* **Problem**:
Reproduce only this part of the listing: the line with "self.ring.lock().is_empty()", plus every line after it through the last.
[Start of section]
//! Shared sample buffer between the playback sink and the output device
//!
//! The scheduler side writes decoded samples in scheduled order; the device
//! callback drains them. Cloning shares the underlying buffer, so one handle
//! can live in the session thread and one in the audio callback.

use parking_lot::Mutex;
use ringbuf::{traits::*, HeapRb};
use std::sync::Arc;

/// Thread-safe ring of mono f32 samples.
pub struct PlaybackBuffer {
    ring: Arc<Mutex<HeapRb<f32>>>,
}

impl PlaybackBuffer {
    /// Create a buffer holding up to `capacity` samples.
    pub fn new(capacity: usize) -> Self {
        Self {
            ring: Arc::new(Mutex::new(HeapRb::new(capacity))),
        }
    }

    /// Append samples; when full, the oldest samples are dropped to make
    /// room so playback skips rather than stalls.
    pub fn write(&self, samples: &[f32]) {
        let mut ring = self.ring.lock();
        for &sample in samples {
            if ring.try_push(sample).is_err() {
                let _ = ring.try_pop();
                let _ = ring.try_push(sample);
            }
        }
    }

    /// Fill `out` with available samples, zeroing any shortfall.
    /// Returns the number of real samples written.
    pub fn read_into(&self, out: &mut [f32]) -> usize {
        let mut ring = self.ring.lock();
        let mut filled = 0;
        for slot in out.iter_mut() {
            match ring.try_pop() {
                Some(sample) => {
                    *slot = sample;
                    filled += 1;
                }
                None => *slot = 0.0,
            }
        }
        filled
    }

    /// Drop everything queued for playback.
    pub fn clear(&self) {
        self.ring.lock().clear();
    }

    /// Samples currently queued.
    pub fn len(&self) -> usize {
        self.ring.lock().occupied_len()
    }

    pub fn is_empty(&self) -> bool {
        self.ring.lock().is_empty()
    }
}

impl Clone for PlaybackBuffer {
    fn clone(&self) -> Self {
        Self {
            ring: Arc::clone(&self.ring),
        }
    }
}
[End of section]
* **Output of the exercise**:
        self.ring.lock().is_empty()
    }
}

impl Clone for PlaybackBuffer {
    fn clone(&self) -> Self {
        Self {
            ring: Arc::clone(&self.ring),
        }
    }
}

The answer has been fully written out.